Abstract

Background: Anal fissure is a tear in anal canal just below dentate line. It can be acute or chronic. In most patients, it is located in posterior midline. Its treatment is both conservative and surgical. In conservative management, there are no clear guidelines and its goal is to break the cycle of anal sphincter spasm allowing improved blood flow to fissured area for healing. Surgery is considered for patients not responding to conservative measures and its gold standard is lateral internal sphincterotomy.Methods: This prospective study was conducted among 60 patients with acute anal fissure.

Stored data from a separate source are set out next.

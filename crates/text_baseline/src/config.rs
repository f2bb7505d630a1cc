//! Per-call comparison settings.

use serde::{Deserialize, Serialize};

/// Settings for a single comparison. Supplied per call, never retained.
///
/// Defaults:
/// - `rebaseline` off: compare against the stored baseline
/// - `verbose` off: no diagnostics about which files were consulted
///
/// # Example
///
/// ```rust
/// use text_baseline::Config;
///
/// let config = Config::new().rebaseline(true).verbose(true);
/// assert!(config.is_rebaseline());
/// ```
#[derive(Debug, Clone, Copy, Default, PartialEq, Eq, Serialize, Deserialize)]
#[serde(default)]
pub struct Config {
    /// Write the output as the new baseline instead of comparing.
    pub rebaseline: bool,
    /// Log the baseline paths consulted and the files written.
    pub verbose: bool,
}

impl Config {
    /// Creates a configuration with default settings.
    #[must_use]
    pub fn new() -> Self {
        Self::default()
    }

    /// Enables or disables rebaselining.
    #[must_use]
    pub fn rebaseline(mut self, enabled: bool) -> Self {
        self.rebaseline = enabled;
        self
    }

    /// Enables or disables verbose diagnostics.
    #[must_use]
    pub fn verbose(mut self, enabled: bool) -> Self {
        self.verbose = enabled;
        self
    }

    /// Returns whether rebaselining is enabled.
    #[must_use]
    pub fn is_rebaseline(&self) -> bool {
        self.rebaseline
    }

    /// Returns whether verbose diagnostics are enabled.
    #[must_use]
    pub fn is_verbose(&self) -> bool {
        self.verbose
    }
}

Patients were randomly divided into two study groups based on treatment protocols conservative management and Bilateral LSIAS. Prior informed written consent was obtained. Demographic profile, history, investigations, diagnosis, treatment and follow-up data was recorded and analyzed.Results: Patients with Bilateral LSIAS got pain relief immediately after surgery. 57% patients with conservative management reported head-ache and perianal itching. Over 86% of patients with Bilateral LSIAS got relief from pain and discomfort after treatment; around over 46% patients with conservative approach, had pain and discomfort after 6 weeks of treatment.Conclusions: Results show that Bilateral LSIAS surgery is a better approach than conservative management of anal fissure. Further, the Bilateral LSIAS surgery has maximum chances of early recovery and pain relief and reduced chances of progression to chronic anal fissure. Hence, we can conclude that for anal acute fissure, Bilateral LSIAS surgery procedure is the treatment of choice.